[Opening Records for this task section]

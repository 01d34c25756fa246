// Entry point for the node binary. Every subcommand except `startnode` and `send`
// works directly on this node's local database, so run those while the node is stopped
use clap::Parser;
use log::{error, info, warn, LevelFilter};
use nexis_chain::cli::MineModeArg;
use nexis_chain::core::monetary::fee_model;
use nexis_chain::{
    send_transaction, Blockchain, Command, Config, KeyMaterial, Node, Opt, ProductionMode,
    Transaction, Wallet,
};
use std::process;

fn main() {
    // Info by default, RUST_LOG still wins
    env_logger::builder()
        .filter_level(LevelFilter::Info)
        .parse_default_env()
        .init();

    let opt = Opt::parse();

    if let Err(e) = run_command(opt) {
        error!("Error: {e}");
        process::exit(1);
    }
}

fn run_command(opt: Opt) -> Result<(), Box<dyn std::error::Error>> {
    let mut config = Config::load(opt.config.as_deref())?;
    match opt.command {
        Command::Createwallet => {
            let wallet = Wallet::new()?;
            println!("Address:     {}", wallet.get_address());
            println!("Public key:  {}", wallet.get_public_key().encode());
            println!("Private key: {}", wallet.encode_private_key());
            println!("Keep the private key safe, it is not stored anywhere.");
        }
        Command::StartNode {
            addr,
            peers,
            mine,
            wallet,
            stake,
        } => {
            if let Some(addr) = addr {
                config.node_addr = addr;
            }
            config.peers.extend(peers);

            let producer = match (mine, wallet) {
                (Some(mode), Some(hex)) => Some((mode, Wallet::from_private_key_hex(&hex)?)),
                (Some(_), None) => return Err("--mine needs --wallet".into()),
                (None, _) => None,
            };

            let node = Node::open(config)?;
            let local_addr = node.start()?;
            info!(
                "Node {local_addr} started on {}, {:?}",
                node.get_config().db_path().display(),
                node.stats()?
            );

            match producer {
                Some((mode, wallet)) => {
                    let mode = match mode {
                        MineModeArg::Pow => ProductionMode::ProofOfWork,
                        MineModeArg::Pos => ProductionMode::ProofOfStake,
                    };
                    if let Some(amount) = stake {
                        if let Err(e) = node.stake(wallet.get_address(), amount) {
                            warn!("Could not stake {amount}: {e}");
                        }
                    }
                    node.run_producer(mode, &wallet)?;
                }
                None => {
                    // the accept loop runs on its own thread
                    loop {
                        std::thread::park();
                    }
                }
            }
        }
        Command::Send {
            wallet,
            to,
            amount,
            fee,
            node,
        } => {
            let wallet = Wallet::from_private_key_hex(&wallet)?;
            let fee = match fee {
                Some(fee) => fee,
                None => {
                    // price the transfer by its encoded size on an idle network
                    let draft = build_transfer(&wallet, &to, amount, 0.0)?;
                    let size = serde_json::to_vec(&draft)?.len();
                    fee_model::required_fee(size, 0.0, config.network.min_transaction_fee)
                }
            };
            let tx = build_transfer(&wallet, &to, amount, fee)?;
            let target = node.unwrap_or_else(|| config.node_addr.clone());
            send_transaction(&target, &tx)?;
            println!("Sent {amount} (fee {fee}) as transaction {}", tx.get_id());
        }
        Command::GetBalance { address } => {
            let blockchain = Blockchain::open(&config)?;
            println!("Balance of {address}: {}", blockchain.get_balance(&address));
        }
        Command::Printchain => {
            let blockchain = Blockchain::open(&config)?;
            for block in blockchain.get_chain() {
                println!("Block #{}", block.get_index());
                println!("  Hash:          {}", block.get_hash());
                println!("  Previous hash: {}", block.get_previous_hash());
                println!("  Timestamp:     {}", block.get_timestamp());
                println!("  Nonce:         {}", block.get_nonce());
                println!(
                    "  Reward / fees: {} / {}",
                    block.get_block_reward(),
                    block.get_total_fees()
                );
                if let Some(validator) = block.get_validator() {
                    println!("  Validator:     {validator}");
                }
                for tx in block.get_transactions() {
                    let from = if tx.is_coinbase() {
                        "coinbase"
                    } else {
                        tx.get_sender_address()
                    };
                    println!(
                        "  - {} : {from} -> {} value {} fee {}",
                        tx.get_id(),
                        tx.get_recipient_address(),
                        tx.get_value(),
                        tx.get_fee()
                    );
                }
                println!();
            }
            let stats = blockchain.stats();
            println!(
                "Height {}, supply {}, treasury {}",
                stats.height, stats.current_supply, stats.treasury_balance
            );
        }
        Command::Validatechain => {
            let blockchain = Blockchain::open(&config)?;
            blockchain.validate_chain(blockchain.get_chain())?;
            println!("Chain is valid ({} blocks)", blockchain.get_chain().len());
        }
        Command::EstimateFee { size } => {
            let blockchain = Blockchain::open(&config)?;
            println!(
                "Suggested fee for {size} bytes: {}",
                blockchain.estimate_fee(size)
            );
        }
    }
    Ok(())
}

// `to` is either a hex-encoded public key or a bare address
fn build_transfer(
    wallet: &Wallet,
    to: &str,
    amount: f64,
    fee: f64,
) -> Result<Transaction, Box<dyn std::error::Error>> {
    let tx = match KeyMaterial::decode_public(to) {
        Ok(recipient) => wallet.send_funds(&recipient, amount, fee)?,
        Err(_) => wallet.send_to_address(to, amount, fee)?,
    };
    Ok(tx)
}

[Closing Records for this task section]

_Task statement_
Copy the lines of the data above exactly as written, beginning with the line containing "its own thread" and ending with the line containing "for block in", and leave out all other lines.

_Answer box_
                    // the accept loop runs on its own thread
                    loop {
                        std::thread::park();
                    }
                }
            }
        }
        Command::Send {
            wallet,
            to,
            amount,
            fee,
            node,
        } => {
            let wallet = Wallet::from_private_key_hex(&wallet)?;
            let fee = match fee {
                Some(fee) => fee,
                None => {
                    // price the transfer by its encoded size on an idle network
                    let draft = build_transfer(&wallet, &to, amount, 0.0)?;
                    let size = serde_json::to_vec(&draft)?.len();
                    fee_model::required_fee(size, 0.0, config.network.min_transaction_fee)
                }
            };
            let tx = build_transfer(&wallet, &to, amount, fee)?;
            let target = node.unwrap_or_else(|| config.node_addr.clone());
            send_transaction(&target, &tx)?;
            println!("Sent {amount} (fee {fee}) as transaction {}", tx.get_id());
        }
        Command::GetBalance { address } => {
            let blockchain = Blockchain::open(&config)?;
            println!("Balance of {address}: {}", blockchain.get_balance(&address));
        }
        Command::Printchain => {
            let blockchain = Blockchain::open(&config)?;
            for block in blockchain.get_chain() {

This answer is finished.